(Beginning of Working data)

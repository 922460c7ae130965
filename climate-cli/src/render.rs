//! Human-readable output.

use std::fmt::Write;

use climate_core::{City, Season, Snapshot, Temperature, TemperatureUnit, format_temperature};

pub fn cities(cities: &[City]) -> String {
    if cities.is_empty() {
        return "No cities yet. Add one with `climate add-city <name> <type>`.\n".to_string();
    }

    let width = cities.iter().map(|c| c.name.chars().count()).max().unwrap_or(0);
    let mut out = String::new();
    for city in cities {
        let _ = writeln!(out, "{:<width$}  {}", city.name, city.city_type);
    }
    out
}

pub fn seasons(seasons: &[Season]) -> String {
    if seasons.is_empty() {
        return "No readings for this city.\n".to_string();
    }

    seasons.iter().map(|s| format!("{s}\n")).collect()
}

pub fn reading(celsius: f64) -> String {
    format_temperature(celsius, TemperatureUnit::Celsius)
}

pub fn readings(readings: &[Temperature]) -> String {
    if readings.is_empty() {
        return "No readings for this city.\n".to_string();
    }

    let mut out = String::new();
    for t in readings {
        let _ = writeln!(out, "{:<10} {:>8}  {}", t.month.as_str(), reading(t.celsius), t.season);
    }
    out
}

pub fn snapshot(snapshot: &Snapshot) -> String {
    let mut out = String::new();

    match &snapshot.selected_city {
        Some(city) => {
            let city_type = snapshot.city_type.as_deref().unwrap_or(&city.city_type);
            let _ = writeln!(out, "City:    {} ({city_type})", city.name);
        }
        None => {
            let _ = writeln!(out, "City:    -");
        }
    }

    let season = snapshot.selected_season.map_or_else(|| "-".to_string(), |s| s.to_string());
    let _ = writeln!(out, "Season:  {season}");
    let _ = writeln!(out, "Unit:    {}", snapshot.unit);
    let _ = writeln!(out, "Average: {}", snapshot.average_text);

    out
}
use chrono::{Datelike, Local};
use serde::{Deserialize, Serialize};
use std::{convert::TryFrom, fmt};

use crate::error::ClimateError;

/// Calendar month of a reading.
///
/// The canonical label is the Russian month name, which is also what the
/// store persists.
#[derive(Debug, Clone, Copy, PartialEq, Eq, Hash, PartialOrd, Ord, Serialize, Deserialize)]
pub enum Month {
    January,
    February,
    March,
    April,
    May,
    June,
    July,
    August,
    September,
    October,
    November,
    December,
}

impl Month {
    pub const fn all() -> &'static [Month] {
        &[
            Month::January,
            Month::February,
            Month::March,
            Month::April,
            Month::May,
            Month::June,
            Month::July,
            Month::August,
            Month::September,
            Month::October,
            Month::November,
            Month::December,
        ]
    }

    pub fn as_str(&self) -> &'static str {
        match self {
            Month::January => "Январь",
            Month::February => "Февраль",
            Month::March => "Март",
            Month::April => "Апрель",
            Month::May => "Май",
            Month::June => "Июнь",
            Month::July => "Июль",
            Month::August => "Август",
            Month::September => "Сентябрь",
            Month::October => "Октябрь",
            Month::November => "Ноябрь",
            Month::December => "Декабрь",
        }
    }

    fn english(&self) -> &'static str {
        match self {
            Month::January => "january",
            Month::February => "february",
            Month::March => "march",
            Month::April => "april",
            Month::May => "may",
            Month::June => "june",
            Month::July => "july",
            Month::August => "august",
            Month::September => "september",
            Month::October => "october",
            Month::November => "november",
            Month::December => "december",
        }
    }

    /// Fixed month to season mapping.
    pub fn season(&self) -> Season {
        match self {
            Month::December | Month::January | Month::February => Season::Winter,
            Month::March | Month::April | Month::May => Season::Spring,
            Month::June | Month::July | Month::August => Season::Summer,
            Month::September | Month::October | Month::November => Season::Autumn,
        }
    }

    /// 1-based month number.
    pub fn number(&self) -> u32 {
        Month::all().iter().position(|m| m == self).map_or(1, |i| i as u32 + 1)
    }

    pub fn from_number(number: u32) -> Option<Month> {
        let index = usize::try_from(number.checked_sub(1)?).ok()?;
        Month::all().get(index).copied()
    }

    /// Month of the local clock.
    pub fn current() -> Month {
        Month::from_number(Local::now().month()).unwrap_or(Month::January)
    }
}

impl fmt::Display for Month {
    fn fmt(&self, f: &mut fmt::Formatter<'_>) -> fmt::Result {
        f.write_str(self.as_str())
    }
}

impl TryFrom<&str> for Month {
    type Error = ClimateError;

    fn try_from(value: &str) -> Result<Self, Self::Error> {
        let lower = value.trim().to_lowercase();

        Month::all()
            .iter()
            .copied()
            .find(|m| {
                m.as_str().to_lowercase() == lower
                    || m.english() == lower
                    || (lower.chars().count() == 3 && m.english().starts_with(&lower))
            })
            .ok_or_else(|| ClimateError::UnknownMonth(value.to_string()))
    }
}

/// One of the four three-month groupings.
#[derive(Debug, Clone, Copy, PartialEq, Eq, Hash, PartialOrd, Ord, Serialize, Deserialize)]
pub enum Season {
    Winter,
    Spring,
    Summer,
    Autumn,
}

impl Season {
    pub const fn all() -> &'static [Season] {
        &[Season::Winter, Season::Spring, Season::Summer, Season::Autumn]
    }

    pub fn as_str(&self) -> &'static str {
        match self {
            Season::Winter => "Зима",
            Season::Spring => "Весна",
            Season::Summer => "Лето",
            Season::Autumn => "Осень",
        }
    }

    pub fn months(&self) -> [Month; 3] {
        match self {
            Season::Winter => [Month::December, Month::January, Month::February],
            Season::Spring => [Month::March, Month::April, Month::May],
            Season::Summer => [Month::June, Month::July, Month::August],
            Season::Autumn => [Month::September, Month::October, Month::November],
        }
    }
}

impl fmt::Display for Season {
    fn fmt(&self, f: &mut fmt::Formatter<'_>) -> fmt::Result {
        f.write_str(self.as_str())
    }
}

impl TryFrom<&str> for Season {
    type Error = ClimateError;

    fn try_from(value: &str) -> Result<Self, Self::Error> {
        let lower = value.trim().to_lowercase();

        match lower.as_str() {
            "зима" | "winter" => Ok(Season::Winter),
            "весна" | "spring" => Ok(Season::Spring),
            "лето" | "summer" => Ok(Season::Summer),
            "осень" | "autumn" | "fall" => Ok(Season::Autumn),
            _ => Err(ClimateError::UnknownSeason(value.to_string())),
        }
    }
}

(End of Working data)

** What is being asked **
Word for word, give the material above a second time.

** Response to this exercise **
repository 922460c7ae130965
filename climate-cli/src/render.rs
//! Human-readable output.

use std::fmt::Write;

use climate_core::{City, Season, Snapshot, Temperature, TemperatureUnit, format_temperature};

pub fn cities(cities: &[City]) -> String {
    if cities.is_empty() {
        return "No cities yet. Add one with `climate add-city <name> <type>`.\n".to_string();
    }

    let width = cities.iter().map(|c| c.name.chars().count()).max().unwrap_or(0);
    let mut out = String::new();
    for city in cities {
        let _ = writeln!(out, "{:<width$}  {}", city.name, city.city_type);
    }
    out
}

pub fn seasons(seasons: &[Season]) -> String {
    if seasons.is_empty() {
        return "No readings for this city.\n".to_string();
    }

    seasons.iter().map(|s| format!("{s}\n")).collect()
}

pub fn reading(celsius: f64) -> String {
    format_temperature(celsius, TemperatureUnit::Celsius)
}

pub fn readings(readings: &[Temperature]) -> String {
    if readings.is_empty() {
        return "No readings for this city.\n".to_string();
    }

    let mut out = String::new();
    for t in readings {
        let _ = writeln!(out, "{:<10} {:>8}  {}", t.month.as_str(), reading(t.celsius), t.season);
    }
    out
}

pub fn snapshot(snapshot: &Snapshot) -> String {
    let mut out = String::new();

    match &snapshot.selected_city {
        Some(city) => {
            let city_type = snapshot.city_type.as_deref().unwrap_or(&city.city_type);
            let _ = writeln!(out, "City:    {} ({city_type})", city.name);
        }
        None => {
            let _ = writeln!(out, "City:    -");
        }
    }

    let season = snapshot.selected_season.map_or_else(|| "-".to_string(), |s| s.to_string());
    let _ = writeln!(out, "Season:  {season}");
    let _ = writeln!(out, "Unit:    {}", snapshot.unit);
    let _ = writeln!(out, "Average: {}", snapshot.average_text);

    out
}
use chrono::{Datelike, Local};
use serde::{Deserialize, Serialize};
use std::{convert::TryFrom, fmt};

use crate::error::ClimateError;

/// Calendar month of a reading.
///
/// The canonical label is the Russian month name, which is also what the
/// store persists.
#[derive(Debug, Clone, Copy, PartialEq, Eq, Hash, PartialOrd, Ord, Serialize, Deserialize)]
pub enum Month {
    January,
    February,
    March,
    April,
    May,
    June,
    July,
    August,
    September,
    October,
    November,
    December,
}

impl Month {
    pub const fn all() -> &'static [Month] {
        &[
            Month::January,
            Month::February,
            Month::March,
            Month::April,
            Month::May,
            Month::June,
            Month::July,
            Month::August,
            Month::September,
            Month::October,
            Month::November,
            Month::December,
        ]
    }

    pub fn as_str(&self) -> &'static str {
        match self {
            Month::January => "Январь",
            Month::February => "Февраль",
            Month::March => "Март",
            Month::April => "Апрель",
            Month::May => "Май",
            Month::June => "Июнь",
            Month::July => "Июль",
            Month::August => "Август",
            Month::September => "Сентябрь",
            Month::October => "Октябрь",
            Month::November => "Ноябрь",
            Month::December => "Декабрь",
        }
    }

    fn english(&self) -> &'static str {
        match self {
            Month::January => "january",
            Month::February => "february",
            Month::March => "march",
            Month::April => "april",
            Month::May => "may",
            Month::June => "june",
            Month::July => "july",
            Month::August => "august",
            Month::September => "september",
            Month::October => "october",
            Month::November => "november",
            Month::December => "december",
        }
    }

    /// Fixed month to season mapping.
    pub fn season(&self) -> Season {
        match self {
            Month::December | Month::January | Month::February => Season::Winter,
            Month::March | Month::April | Month::May => Season::Spring,
            Month::June | Month::July | Month::August => Season::Summer,
            Month::September | Month::October | Month::November => Season::Autumn,
        }
    }

    /// 1-based month number.
    pub fn number(&self) -> u32 {
        Month::all().iter().position(|m| m == self).map_or(1, |i| i as u32 + 1)
    }

    pub fn from_number(number: u32) -> Option<Month> {
        let index = usize::try_from(number.checked_sub(1)?).ok()?;
        Month::all().get(index).copied()
    }

    /// Month of the local clock.
    pub fn current() -> Month {
        Month::from_number(Local::now().month()).unwrap_or(Month::January)
    }
}

impl fmt::Display for Month {
    fn fmt(&self, f: &mut fmt::Formatter<'_>) -> fmt::Result {
        f.write_str(self.as_str())
    }
}

impl TryFrom<&str> for Month {
    type Error = ClimateError;

    fn try_from(value: &str) -> Result<Self, Self::Error> {
        let lower = value.trim().to_lowercase();

        Month::all()
            .iter()
            .copied()
            .find(|m| {
                m.as_str().to_lowercase() == lower
                    || m.english() == lower
                    || (lower.chars().count() == 3 && m.english().starts_with(&lower))
            })
            .ok_or_else(|| ClimateError::UnknownMonth(value.to_string()))
    }
}

/// One of the four three-month groupings.
#[derive(Debug, Clone, Copy, PartialEq, Eq, Hash, PartialOrd, Ord, Serialize, Deserialize)]
pub enum Season {
    Winter,
    Spring,
    Summer,
    Autumn,
}

impl Season {
    pub const fn all() -> &'static [Season] {
        &[Season::Winter, Season::Spring, Season::Summer, Season::Autumn]
    }

    pub fn as_str(&self) -> &'static str {
        match self {
            Season::Winter => "Зима",
            Season::Spring => "Весна",
            Season::Summer => "Лето",
            Season::Autumn => "Осень",
        }
    }

    pub fn months(&self) -> [Month; 3] {
        match self {
            Season::Winter => [Month::December, Month::January, Month::February],
            Season::Spring => [Month::March, Month::April, Month::May],
            Season::Summer => [Month::June, Month::July, Month::August],
            Season::Autumn => [Month::September, Month::October, Month::November],
        }
    }
}

impl fmt::Display for Season {
    fn fmt(&self, f: &mut fmt::Formatter<'_>) -> fmt::Result {
        f.write_str(self.as_str())
    }
}

impl TryFrom<&str> for Season {
    type Error = ClimateError;

    fn try_from(value: &str) -> Result<Self, Self::Error> {
        let lower = value.trim().to_lowercase();

        match lower.as_str() {
            "зима" | "winter" => Ok(Season::Winter),
            "весна" | "spring" => Ok(Season::Spring),
            "лето" | "summer" => Ok(Season::Summer),
            "осень" | "autumn" | "fall" => Ok(Season::Autumn),
            _ => Err(ClimateError::UnknownSeason(value.to_string())),
        }
    }
}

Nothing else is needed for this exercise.